use axum::{Json, extract::State, response::IntoResponse};
use chrono::Utc;
use serde_json::json;

use crate::state::AppState;

// Diagnostic echo of the non-secret parts of the configuration.
// Deliberately does not touch the database.
pub async fn debug_info(State(state): State<AppState>) -> impl IntoResponse {
    Json(json!({
        "message": "Status API debug info",
        "timestamp": Utc::now(),
        "env": state.config.environment,
        "databaseHost": state.config.database_host,
    }))
}
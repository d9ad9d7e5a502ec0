use axum::{Json, extract::State, response::IntoResponse};
use chrono::Utc;
use serde_json::json;
use tracing::warn;

use crate::{db, models::status::ConnectivityResult, state::AppState};

pub async fn health(State(state): State<AppState>) -> impl IntoResponse {
    match db::test_connection(&state.pool).await {
        Ok(result) => Json(json!({
            "status": "API is healthy",
            "database": result,
            "timestamp": Utc::now(),
        })),
        Err(err) => {
            warn!(error = %err, "health check failed");
            Json(json!({
                "status": "API has issues",
                "database": ConnectivityResult::failed(err.to_string()),
                "timestamp": Utc::now(),
            }))
        }
    }
}
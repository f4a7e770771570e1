//! Parser for the agent CLIs' newline-delimited JSON output.
//!
//! Lines are parsed independently. Anything that is not recognizable JSON
//! degrades to [`StreamEvent::Info`] instead of failing the run.

use serde_json::Value;

/// One event decoded from a line of agent output.
#[derive(Debug, Clone, PartialEq)]
pub enum StreamEvent {
    /// Model reasoning text.
    Thinking(String),
    /// Assistant message text. Cumulative for CLIs that stream snapshots.
    AssistantText(String),
    ToolUse { name: String, input: Value },
    ToolResult(String),
    /// Terminal event carrying the definitive output.
    Result(String),
    Error(String),
    /// Unstructured text passed through as is.
    Info(String),
}

/// Decode one output line into zero or more events.
pub fn parse_line(line: &str) -> Vec<StreamEvent> {
    let trimmed = line.trim();
    if trimmed.is_empty() {
        return Vec::new();
    }

    let value: Value = match serde_json::from_str(trimmed) {
        Ok(value) => value,
        Err(_) => {
            // Single stray characters (progress spinners, dots) are noise.
            if trimmed.chars().count() > 1 {
                return vec![StreamEvent::Info(trimmed.to_string())];
            }
            return Vec::new();
        }
    };

    let Some(object) = value.as_object() else {
        return vec![StreamEvent::Info(trimmed.to_string())];
    };

    match object.get("type").and_then(Value::as_str) {
        Some("thinking") => text_field(&value, "text")
            .filter(|t| !t.is_empty())
            .map(|t| vec![StreamEvent::Thinking(t)])
            .unwrap_or_default(),
        Some("assistant") => parse_assistant(&value),
        Some("tool_use") => vec![StreamEvent::ToolUse {
            name: text_field(&value, "name").unwrap_or_default(),
            input: value.get("input").cloned().unwrap_or(Value::Null),
        }],
        Some("tool_call") => parse_tool_call(&value),
        Some("tool_result") => vec![StreamEvent::ToolResult(content_text(value.get("content")))],
        Some("result") => {
            let text = text_field(&value, "result").unwrap_or_default();
            if value.get("is_error").and_then(Value::as_bool) == Some(true) {
                vec![StreamEvent::Error(text)]
            } else {
                vec![StreamEvent::Result(text)]
            }
        }
        Some("error") => vec![StreamEvent::Error(error_text(&value))],
        // Session bookkeeping and prompt echoes.
        Some("system") | Some("user") => Vec::new(),
        Some(_) => Vec::new(),
        None if object.contains_key("error") => vec![StreamEvent::Error(error_text(&value))],
        None => vec![StreamEvent::Info(trimmed.to_string())],
    }
}

fn parse_assistant(value: &Value) -> Vec<StreamEvent> {
    let Some(items) = value
        .get("message")
        .and_then(|m| m.get("content"))
        .and_then(Value::as_array)
    else {
        return Vec::new();
    };

    let mut events = Vec::new();
    let mut text = String::new();
    let mut text_slot = None;

    for item in items {
        match item.get("type").and_then(Value::as_str) {
            Some("text") => {
                if let Some(t) = item.get("text").and_then(Value::as_str) {
                    if text_slot.is_none() {
                        text_slot = Some(events.len());
                    }
                    text.push_str(t);
                }
            }
            Some("tool_use") => events.push(StreamEvent::ToolUse {
                name: text_field(item, "name").unwrap_or_default(),
                input: item.get("input").cloned().unwrap_or(Value::Null),
            }),
            Some("tool_result") => {
                events.push(StreamEvent::ToolResult(content_text(item.get("content"))))
            }
            _ => {}
        }
    }

    // All text items form one message, since cumulative diffing works on the whole text.
    if let Some(slot) = text_slot {
        if !text.is_empty() {
            events.insert(slot, StreamEvent::AssistantText(text));
        }
    }
    events
}

/// Cursor reports tools as `{"type":"tool_call","subtype":"started","tool_call":{"readToolCall":{...}}}`.
fn parse_tool_call(value: &Value) -> Vec<StreamEvent> {
    if value.get("subtype").and_then(Value::as_str) != Some("started") {
        return Vec::new();
    }
    let Some(call) = value.get("tool_call").and_then(Value::as_object) else {
        return Vec::new();
    };
    call.iter()
        .next()
        .map(|(name, input)| {
            vec![StreamEvent::ToolUse {
                name: name.trim_end_matches("ToolCall").to_string(),
                input: input.get("args").cloned().unwrap_or_else(|| input.clone()),
            }]
        })
        .unwrap_or_default()
}

fn text_field(value: &Value, key: &str) -> Option<String> {
    value.get(key).and_then(Value::as_str).map(str::to_string)
}

fn content_text(content: Option<&Value>) -> String {
    match content {
        Some(Value::String(s)) => s.clone(),
        Some(Value::Array(items)) => items
            .iter()
            .filter_map(|i| i.get("text").and_then(Value::as_str))
            .collect::<Vec<_>>()
            .join("\n"),
        Some(other) => other.to_string(),
        None => String::new(),
    }
}

fn error_text(value: &Value) -> String {
    match value.get("error").or_else(|| value.get("message")) {
        Some(Value::String(s)) => s.clone(),
        Some(Value::Object(o)) => o
            .get("message")
            .and_then(Value::as_str)
            .map(str::to_string)
            .unwrap_or_else(|| Value::Object(o.clone()).to_string()),
        Some(other) => other.to_string(),
        None => "unknown error".to_string(),
    }
}

#[cfg(test)]
mod tests {
    use super::*;
    use serde_json::json;

    #[test]
    fn test_parse_thinking() {
        let events = parse_line(r#"{"type":"thinking","text":"Considering options"}"#);
        assert_eq!(events, vec![StreamEvent::Thinking("Considering options".to_string())]);
    }

    #[test]
    fn test_parse_assistant_content_items() {
        let line = json!({
            "type": "assistant",
            "message": {"content": [
                {"type": "text", "text": "Reading "},
                {"type": "tool_use", "name": "read_file", "input": {"path": "a.rs"}},
                {"type": "text", "text": "the file"},
                {"type": "tool_result", "content": "fn main() {}"}
            ]}
        })
        .to_string();

        let events = parse_line(&line);
        assert_eq!(
            events,
            vec![
                StreamEvent::AssistantText("Reading the file".to_string()),
                StreamEvent::ToolUse {
                    name: "read_file".to_string(),
                    input: json!({"path": "a.rs"})
                },
                StreamEvent::ToolResult("fn main() {}".to_string()),
            ]
        );
    }

    #[test]
    fn test_parse_top_level_tool_events() {
        let events = parse_line(r#"{"type":"tool_use","name":"shell","input":{"cmd":"ls"}}"#);
        assert!(matches!(&events[0], StreamEvent::ToolUse { name, .. } if name == "shell"));

        let events = parse_line(r#"{"type":"tool_result","content":[{"type":"text","text":"ok"}]}"#);
        assert_eq!(events, vec![StreamEvent::ToolResult("ok".to_string())]);
    }

    #[test]
    fn test_parse_cursor_tool_call() {
        let started = r#"{"type":"tool_call","subtype":"started","tool_call":{"readToolCall":{"args":{"path":"x"}}}}"#;
        assert_eq!(
            parse_line(started),
            vec![StreamEvent::ToolUse {
                name: "read".to_string(),
                input: json!({"path": "x"})
            }]
        );

        let completed = r#"{"type":"tool_call","subtype":"completed","tool_call":{}}"#;
        assert!(parse_line(completed).is_empty());
    }

    #[test]
    fn test_parse_result_and_errors() {
        assert_eq!(
            parse_line(r#"{"type":"result","result":"All done"}"#),
            vec![StreamEvent::Result("All done".to_string())]
        );
        assert_eq!(
            parse_line(r#"{"type":"result","is_error":true,"result":"quota exceeded"}"#),
            vec![StreamEvent::Error("quota exceeded".to_string())]
        );
        assert_eq!(
            parse_line(r#"{"error":{"message":"rate limit"}}"#),
            vec![StreamEvent::Error("rate limit".to_string())]
        );
        assert_eq!(
            parse_line(r#"{"type":"error","message":"boom"}"#),
            vec![StreamEvent::Error("boom".to_string())]
        );
    }

    #[test]
    fn test_unparseable_lines_degrade_to_info() {
        assert_eq!(
            parse_line("Loading workspace..."),
            vec![StreamEvent::Info("Loading workspace...".to_string())]
        );
        assert!(parse_line("   ").is_empty());
        assert!(parse_line(".").is_empty());
        assert_eq!(parse_line("42"), vec![StreamEvent::Info("42".to_string())]);
    }

    #[test]
    fn test_suppressed_event_types() {
        assert!(parse_line(r#"{"type":"system","subtype":"init"}"#).is_empty());
        assert!(parse_line(r#"{"type":"user","message":{}}"#).is_empty());
    }
}
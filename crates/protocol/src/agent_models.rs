//! Role configuration models for `.apc/roles/*.md`.
//!
//! Roles are defined as Markdown files with YAML front matter. The front
//! matter carries metadata and the body is the prompt template used when a
//! workflow phase runs an agent in that role.

use serde::{Deserialize, Serialize};
use ts_rs::TS;

/// Capability tier requested by a caller.
///
/// Backends map each tier to a concrete model identifier, so workflows never
/// hard-code model names.
#[derive(Serialize, Deserialize, Debug, Clone, Copy, PartialEq, Eq, Hash, Default, TS)]
#[serde(rename_all = "snake_case")]
pub enum ModelTier {
    /// Cheapest model, for mechanical work.
    Low,
    /// General purpose model.
    #[default]
    Mid,
    /// Strongest model, for planning and review.
    High,
}

/// An agent role's configuration and prompt template.
///
/// # Example
///
/// ```markdown
/// ---
/// name: engineer
/// description: Implements tasks from the plan
/// tier: mid
/// timeout_secs: 3600
/// color: cyan
/// ---
///
/// You are a software engineer working on {{task}}.
/// Current phase: {{phase}}.
/// ```
#[derive(Serialize, Deserialize, Debug, Clone, PartialEq, TS)]
pub struct RoleConfig {
    /// Unique identifier for this role.
    ///
    /// Used by workflow phases and as the agent-pool key.
    pub name: String,

    /// Human-readable description of the role's purpose.
    #[serde(default)]
    pub description: String,

    /// Capability tier used for this role's runs.
    #[serde(default)]
    pub tier: ModelTier,

    /// Maximum runtime of one agent run, in seconds.
    #[serde(default)]
    pub timeout_secs: Option<u64>,

    /// Color hint used in transcripts.
    #[serde(default)]
    pub color: String,

    /// The body of the .md file, not part of the front matter.
    ///
    /// Supports `{{task}}` and `{{phase}}` placeholders.
    #[serde(skip)]
    pub prompt_template: String,
}

impl RoleConfig {
    /// Create a role with defaults and an empty template.
    pub fn new(name: impl Into<String>) -> Self {
        Self {
            name: name.into(),
            description: String::new(),
            tier: ModelTier::default(),
            timeout_secs: None,
            color: String::new(),
            prompt_template: String::new(),
        }
    }

    /// Render the prompt template for a task and phase.
    pub fn render(&self, task: &str, phase: &str) -> String {
        self.prompt_template
            .replace("{{task}}", task)
            .replace("{{phase}}", phase)
    }
}
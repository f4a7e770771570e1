//! Base `Workflow` trait and the conflict coordination seam.

use crate::agents::AgentError;
use crate::workflow::context::PhaseContext;
use crate::workflow::pause::PauseError;
use crate::workflow::pool::PoolError;
use apc_protocol::workflow_models::ConflictDeclaration;
use async_trait::async_trait;
use thiserror::Error;

/// What the engine does after a phase returns.
#[derive(Debug, Clone, Copy, PartialEq, Eq)]
pub enum PhaseOutcome {
    /// Continue with the next phase.
    Next,
    /// Re-enter an earlier phase. Counts against the loop guard.
    LoopBack(usize),
    /// Skip the remaining phases.
    Finish,
}

#[derive(Error, Debug)]
pub enum PhaseError {
    #[error("Unknown phase index {0}")]
    UnknownPhase(usize),
    #[error("Agent run failed in phase '{phase}': {error}")]
    AgentFailed { phase: String, error: AgentError },
    #[error("Phase '{phase}' finished without reporting '{marker}'")]
    ConditionNotMet { phase: String, marker: String },
    #[error(transparent)]
    Pool(#[from] PoolError),
    #[error(transparent)]
    Coordinator(#[from] CoordinatorError),
    #[error("{0}")]
    Other(String),
}

#[derive(Error, Debug)]
pub enum CoordinatorError {
    #[error("Unknown workflow: {0}")]
    UnknownWorkflow(String),
    #[error("Unknown workflow type: {0}")]
    UnknownWorkflowType(String),
    #[error("Workflow {0} is already running")]
    AlreadyRunning(String),
    #[error(transparent)]
    Pause(#[from] PauseError),
}

/// A sequence of named phases driven by the workflow engine.
///
/// The engine owns the phase index: it calls `execute_phase` with the index
/// to run and advances, loops back or finishes according to the returned
/// [`PhaseOutcome`]. Implementations must tolerate being recreated and
/// resumed at any index.
#[async_trait]
pub trait Workflow: Send {
    /// Registry key used to recreate the workflow on resume.
    fn workflow_type(&self) -> &str;

    fn phase_names(&self) -> Vec<String>;

    /// Task this workflow works on; conflicts are matched against it.
    fn task_id(&self) -> Option<&str>;

    async fn execute_phase(
        &mut self,
        index: usize,
        ctx: &PhaseContext,
    ) -> Result<PhaseOutcome, PhaseError>;
}

/// Enforces conflict declarations across workflows.
///
/// A workflow only signals; the coordinator finds the workflows inside the
/// declared scope and pauses them.
#[async_trait]
pub trait ConflictCoordinator: Send + Sync {
    /// Record a declaration and pause the workflows it covers. Returns the
    /// ids of the workflows that were paused.
    async fn declare(&self, declaration: ConflictDeclaration) -> Result<Vec<String>, CoordinatorError>;

    /// Drop every declaration of `workflow_id`. Returns the ids of workflows
    /// no longer blocked by anything.
    async fn clear(&self, workflow_id: &str) -> Result<Vec<String>, CoordinatorError>;
}
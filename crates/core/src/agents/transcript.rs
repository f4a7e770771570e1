//! Incremental diffing of cumulative assistant text.
//!
//! Agent CLIs stream the *whole* assistant message on every update. The
//! [`TranscriptCursor`] keeps byte-offset cursors into the current message so
//! each byte is emitted once, and splits the text at the first markdown
//! heading: everything before it is commentary (for the log), everything
//! from it onward is plan content (for the plan file). Once a heading has
//! been seen the split is sticky for the rest of the run.

use regex::Regex;
use std::path::PathBuf;
use std::sync::OnceLock;
use tokio::fs::OpenOptions;
use tokio::io::AsyncWriteExt;

fn heading_regex() -> Option<&'static Regex> {
    static HEADING: OnceLock<Option<Regex>> = OnceLock::new();
    HEADING
        .get_or_init(|| Regex::new(r"(?m)^#{1,6}[ \t]").ok())
        .as_ref()
}

/// New text produced by one update.
#[derive(Debug, Clone, Default, PartialEq, Eq)]
pub struct TranscriptDelta {
    /// Commentary not yet logged.
    pub commentary: String,
    /// Plan content not yet written.
    pub plan: String,
}

impl TranscriptDelta {
    pub fn is_empty(&self) -> bool {
        self.commentary.is_empty() && self.plan.is_empty()
    }
}

/// Cursor over the cumulative text of one run.
#[derive(Debug, Default)]
pub struct TranscriptCursor {
    /// Text of the current assistant message.
    message: String,
    /// Bytes of `message` already emitted as commentary.
    logged: usize,
    /// Bytes of `message` already emitted as plan.
    plan_written: usize,
    /// Offset in `message` where plan content starts.
    plan_start: Option<usize>,
    /// A heading was seen in this run.
    plan_found: bool,
    /// Every message of the run, separated by newlines.
    full: String,
}

impl TranscriptCursor {
    pub fn new() -> Self {
        Self::default()
    }

    /// Whether a plan heading has been seen.
    pub fn plan_found(&self) -> bool {
        self.plan_found
    }

    /// All text seen so far.
    pub fn text(&self) -> &str {
        &self.full
    }

    /// Feed the latest snapshot of an assistant message.
    ///
    /// A snapshot that does not extend the current message starts a new one;
    /// a stale snapshot (a prefix of what was already seen) is ignored.
    pub fn ingest(&mut self, snapshot: &str) -> TranscriptDelta {
        let mut delta = TranscriptDelta::default();

        if !self.message.is_empty() && self.message.starts_with(snapshot) {
            return delta;
        }
        if !snapshot.starts_with(self.message.as_str()) {
            delta = self.flush();
            if !self.full.is_empty() {
                self.full.push('\n');
            }
            self.message.clear();
            self.logged = 0;
            self.plan_written = 0;
            self.plan_start = self.plan_found.then_some(0);
        }

        self.full.push_str(&snapshot[self.message.len()..]);
        self.message.clear();
        self.message.push_str(snapshot);

        if self.plan_start.is_none() {
            if let Some(m) = heading_regex().and_then(|re| re.find(&self.message)) {
                self.plan_start = Some(m.start());
                self.plan_found = true;
            }
        }

        match self.plan_start {
            Some(start) => {
                if self.logged < start {
                    delta.commentary.push_str(&self.message[self.logged..start]);
                    self.logged = start;
                }
                let from = self.plan_written.max(start);
                delta.plan.push_str(&self.message[from..]);
                self.plan_written = self.message.len();
            }
            None => {
                let end = self.commentary_end();
                if self.logged < end {
                    delta.commentary.push_str(&self.message[self.logged..end]);
                    self.logged = end;
                }
            }
        }
        delta
    }

    /// Emit anything held back. Call once the run has ended.
    pub fn finish(&mut self) -> TranscriptDelta {
        self.flush()
    }

    fn flush(&mut self) -> TranscriptDelta {
        let mut delta = TranscriptDelta::default();
        let end = self.plan_start.unwrap_or(self.message.len());
        if self.logged < end {
            delta.commentary.push_str(&self.message[self.logged..end]);
            self.logged = end;
        }
        if let Some(start) = self.plan_start {
            let from = self.plan_written.max(start);
            if from < self.message.len() {
                delta.plan.push_str(&self.message[from..]);
                self.plan_written = self.message.len();
            }
        }
        delta
    }

    /// End of the commentary that is safe to emit: a trailing partial line
    /// starting with `#` may still grow into a heading, so it is held back.
    fn commentary_end(&self) -> usize {
        let line_start = self.message.rfind('\n').map_or(0, |i| i + 1);
        if self.message[line_start..].starts_with('#') {
            line_start
        } else {
            self.message.len()
        }
    }
}

/// Writes plan content: the first write truncates, later writes append.
#[derive(Debug)]
pub struct PlanWriter {
    path: PathBuf,
    started: bool,
}

impl PlanWriter {
    pub fn new(path: impl Into<PathBuf>) -> Self {
        Self {
            path: path.into(),
            started: false,
        }
    }

    pub async fn write(&mut self, text: &str) -> std::io::Result<()> {
        if text.is_empty() {
            return Ok(());
        }
        if let Some(parent) = self.path.parent() {
            if !parent.as_os_str().is_empty() {
                tokio::fs::create_dir_all(parent).await?;
            }
        }
        let mut options = OpenOptions::new();
        options.create(true);
        if self.started {
            options.append(true);
        } else {
            options.write(true).truncate(true);
        }
        let mut file = options.open(&self.path).await?;
        file.write_all(text.as_bytes()).await?;
        file.flush().await?;
        self.started = true;
        Ok(())
    }
}
impl From<&AgentConfig> for AgentSettings {
    fn from(config: &AgentConfig) -> Self {
        Self {
            default_timeout: Duration::from_secs(config.default_timeout_secs),
            idle_threshold: Duration::from_secs(config.idle_threshold_secs),
            heartbeat_interval: Duration::from_secs(config.heartbeat_interval_secs.max(1)),
            rotation: Rotation {
                max_bytes: config.log_max_bytes,
                backups: config.log_backups,
            },
            command: config.command.clone(),
            models: config.models.clone(),
        }
    }
}

impl Default for AgentSettings {
    fn default() -> Self {
        Self::from(&AgentConfig::default())
    }
}

/// Bookkeeping for one `run` call, shared by all of its attempts.
struct ActiveRun {
    attempt_id: String,
    pid: Option<u32>,
    started_at: DateTime<Utc>,
    output: String,
    stop: watch::Sender<Option<StopReason>>,
}

/// Removes a run's bookkeeping however `run` exits.
struct RunGuard<'a> {
    runs: &'a Mutex<HashMap<String, ActiveRun>>,
    id: String,
}

impl Drop for RunGuard<'_> {
    fn drop(&mut self) {
        self.runs.lock().remove(&self.id);
    }
}

/// Per-attempt state while the stream is being consumed.
struct AttemptState {
    cursor: TranscriptCursor,
    log: Option<TranscriptLog>,
    plan: Option<PlanWriter>,
    result: Option<String>,
    reported_error: Option<String>,
    stderr_tail: String,
}

/// Final state of an attempt, reduced to what decides its outcome.
#[derive(Debug, Clone, PartialEq, Eq)]
pub(crate) struct AttemptEnd {
    pub timed_out: Option<Duration>,
    pub stop: Option<StopReason>,
    pub exit: ProcessExit,
    pub reported_error: Option<String>,
    pub stderr_tail: String,
}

> Exercise instructions:
Report how many lines of the listing above include the word "each". Say nothing but the number.

> Exercise response:
2